►

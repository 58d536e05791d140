//! 单平面 4-连通分量标记.

use crate::consts::gray::is_foreground;
use crate::consts::label::LABEL_BACKGROUND;
use crate::{Idx2d, MaskSlice, OwnedLabelSlice};
use std::collections::VecDeque;

/// 对一个二值掩膜平面做 4-连通分量标记.
///
/// 前景像素被编号为 `1..=N` 的局部标识, 0 为背景; `N` 不超过平面像素数.
/// 分量按行优先扫描中首像素出现的先后编号, 保证同一平面的标记结果
/// 在任何运行中都一致.
///
/// 返回 (标签平面, N).
pub fn label_components(mask: &MaskSlice) -> (OwnedLabelSlice, u32) {
    let mut labels = OwnedLabelSlice::zeros(mask.shape());
    let mut next = 0u32;
    let mut bfs_q: VecDeque<Idx2d> = VecDeque::with_capacity(4);

    {
        let mut view = labels.as_mutable();
        for pos in mask.pos_iter() {
            if !is_foreground(mask[pos]) || view[pos] != LABEL_BACKGROUND {
                continue;
            }

            // 新分量, 从首像素开始 BFS.
            next += 1;
            view[pos] = next;
            bfs_q.push_back(pos);

            while let Some((h, w)) = bfs_q.pop_front() {
                let neighbours = [
                    (h.wrapping_sub(1), w),
                    (h + 1, w),
                    (h, w.wrapping_sub(1)),
                    (h, w + 1),
                ];
                for npos in neighbours {
                    if mask.check(npos)
                        && is_foreground(mask[npos])
                        && view[npos] == LABEL_BACKGROUND
                    {
                        view[npos] = next;
                        bfs_q.push_back(npos);
                    }
                }
            }
        }
    }

    (labels, next)
}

◄

**Activity:** The lines above should be duplicated exactly.

**Task response:**
repository 58d536e05791d140
//! 单平面 4-连通分量标记.

use crate::consts::gray::is_foreground;
use crate::consts::label::LABEL_BACKGROUND;
use crate::{Idx2d, MaskSlice, OwnedLabelSlice};
use std::collections::VecDeque;

/// 对一个二值掩膜平面做 4-连通分量标记.
///
/// 前景像素被编号为 `1..=N` 的局部标识, 0 为背景; `N` 不超过平面像素数.
/// 分量按行优先扫描中首像素出现的先后编号, 保证同一平面的标记结果
/// 在任何运行中都一致.
///
/// 返回 (标签平面, N).
pub fn label_components(mask: &MaskSlice) -> (OwnedLabelSlice, u32) {
    let mut labels = OwnedLabelSlice::zeros(mask.shape());
    let mut next = 0u32;
    let mut bfs_q: VecDeque<Idx2d> = VecDeque::with_capacity(4);

    {
        let mut view = labels.as_mutable();
        for pos in mask.pos_iter() {
            if !is_foreground(mask[pos]) || view[pos] != LABEL_BACKGROUND {
                continue;
            }

            // 新分量, 从首像素开始 BFS.
            next += 1;
            view[pos] = next;
            bfs_q.push_back(pos);

            while let Some((h, w)) = bfs_q.pop_front() {
                let neighbours = [
                    (h.wrapping_sub(1), w),
                    (h + 1, w),
                    (h, w.wrapping_sub(1)),
                    (h, w + 1),
                ];
                for npos in neighbours {
                    if mask.check(npos)
                        && is_foreground(mask[npos])
                        && view[npos] == LABEL_BACKGROUND
                    {
                        view[npos] = next;
                        bfs_q.push_back(npos);
                    }
                }
            }
        }
    }

    (labels, next)
}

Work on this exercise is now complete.